Start your ovens. Weigh your flour. And get baking. Charlie van Over’s book, The Best Bread Ever, turns 25 years!

 

We love you and your bread, Charlie! (Notice how fermentation often shares its magic in unexpected ways.)

I Love You Charlie van Over

 

There is nothing more rewarding than having a book of one’s unique ideas published. And Charlie is one lucky guy. Thanks to many people, his simple yet sophisticated technique for using a food processor to make earthy French-style breads was discovered.

And here’s is how it happened.

Charlie experimented with bread baking as a hobby in the 1970’s.  He mixed the dough by hand, following Julia Child’s original baguette recipe. Clearly gifted, he mastered making baguettes so much so that he made them for our restaurant.

(Sandwich Jambon, shown here,  tastes the best when the baguettes are fresh.)

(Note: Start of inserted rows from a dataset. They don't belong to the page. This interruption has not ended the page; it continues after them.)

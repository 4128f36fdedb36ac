//! Random direction sampling.
//!
//! Every distribution takes the generator explicitly so callers control
//! seeding. Hemisphere samples are expressed in a local frame with +Z as the
//! pole; map them to world space with [`crate::Onb::localize`].

use crate::Vec3;
use rand::{Rng, RngCore};
use std::f32::consts::PI;

/// Uniform float in [0, 1).
#[inline]
pub fn gen_f32(rng: &mut dyn RngCore) -> f32 {
    rng.gen::<f32>()
}

/// Uniform float in [min, max).
#[inline]
pub fn gen_range(rng: &mut dyn RngCore, min: f32, max: f32) -> f32 {
    min + (max - min) * gen_f32(rng)
}

/// Uniformly distributed direction on the +Z hemisphere.
pub fn random_hemisphere(rng: &mut dyn RngCore) -> Vec3 {
    let u = gen_f32(rng);
    let phi = 2.0 * PI * gen_f32(rng);
    let sin_theta = (u * (2.0 - u)).sqrt();
    Vec3::new(phi.cos() * sin_theta, phi.sin() * sin_theta, 1.0 - u)
}

/// Cosine-weighted direction on the +Z hemisphere.
pub fn random_cosine_hemisphere(rng: &mut dyn RngCore) -> Vec3 {
    let u = gen_f32(rng);
    let phi = 2.0 * PI * gen_f32(rng);
    let sin_theta = u.sqrt();
    Vec3::new(phi.cos() * sin_theta, phi.sin() * sin_theta, (1.0 - u).sqrt())
}

/// A point sampled in a disk of radius `r` (clamped to [0, 1]) and lifted
/// onto the unit sphere along +Z.
///
/// `r = 0` always returns +Z; `r = 1` reproduces the cosine-weighted
/// hemisphere.
pub fn projected_disk(r: f32, rng: &mut dyn RngCore) -> Vec3 {
    let r = r.clamp(0.0, 1.0);
    let u = gen_f32(rng);
    let phi = 2.0 * PI * gen_f32(rng);
    let sin_theta = r * u.sqrt();
    Vec3::new(
        phi.cos() * sin_theta,
        phi.sin() * sin_theta,
        (1.0 - r * r * u).sqrt(),
    )
}

/// Uniformly distributed direction on the whole unit sphere.
pub fn random_on_sphere(rng: &mut dyn RngCore) -> Vec3 {
    let u = gen_f32(rng);
    let phi = 2.0 * PI * gen_f32(rng);
    let sin_theta = 2.0 * (u * (1.0 - u)).sqrt();
    Vec3::new(phi.cos() * sin_theta, phi.sin() * sin_theta, 1.0 - 2.0 * u)
}

/// Uniform point in the unit disk on the XY plane.
pub fn random_in_unit_disk(rng: &mut dyn RngCore) -> Vec3 {
    let r = gen_f32(rng).sqrt();
    let theta = 2.0 * PI * gen_f32(rng);
    Vec3::new(r * theta.cos(), r * theta.sin(), 0.0)
}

Country BaguettesCharlie judgin sample 11 at Best baguette New York 2019

We squeezed a commercial mixer next to the dishwasher in our apartment kitchen above the restaurant.  In the middle of the night, he’d get up to mix a few batches of dough then bring it downstairs to the restaurant kitchen to bake later in the morning.  With some adjustments, the mixer worked fine, and the bread won accolades from our customers. Not long after we opened, the production moved to an adjacent building where Charlie, a staff member or I made up to 80 baguettes a day.

(Here is Charlie showing how to start forming dough for baguettes. These photos taken by Midge Beecher are in the book.)

Shaping a baguette from the best bread ever

After we sold our restaurant, Charlie kept baking.  As he writes in the introduction to the book:

“Bread had become such an integral part of my life that when we sold our restaurant, I continued to make bread at home. Using an electric mixer often kneading by hand, I directed my efforts toward experimenting with longer and longer rising times, or fermenting of the dough, to develop deeper flavor and better texture in the finished bread.

Then one day something happened that I could only describe as pure serendipity.  We were invited to a party at Jacques Pépin’s house for Carl Sontheimer, creator of the Cuisinart food processor. Naturally, I offered to bring the bread.  As a nod to the guest of honor, Gloria, Jacques’ wife, suggested that I mix the dough in the Cuisinart.  My first thought was, “There goes my wonderful bread,” but I accepted the challenge.

The bread turned out far better than I ever imagined it would. As a result, I have spent the last eight years making bread dough in the food processor and perfecting the technique. I now believe this method is absolutely the best way to mix bread dough. Not only does the processor method produces a more highly developed dough but it also mixes the dough in a fraction of the time required with traditional mixing methods.”

Running into Charlie and his bread at an event inspired Mark Bittman, to write about it. Mark’s New York Times article in November of 1995 caught the attention of editor Harriet Bell, who wasted no time in coming to visit to sample the bread. And presto, almost as fast as one can mix up Charlie’s flavorful bread dough –  45 seconds – she offered Charlie a contract to publish his work.

July 4th celebration bread the best bread ever

Charlie and I spent a year or more working on the manuscript. (The original lies in a box in our basement. We were shock when it was returned to us papered with yellow sticky notes, all queries from the copy editor. And a faint scent of cigarette smoke.) I remember the day it arrived with its lush cover.

Here we are twenty-five years later, still making bread.  My web site is full of the love for bread baking that I share with Charlie. May these recipes, tips and stories inspire you to bake bread and lead a flavorful life as we have done these many years.

I’m not sure how we will celebrate although I do know there will be bread on the menu.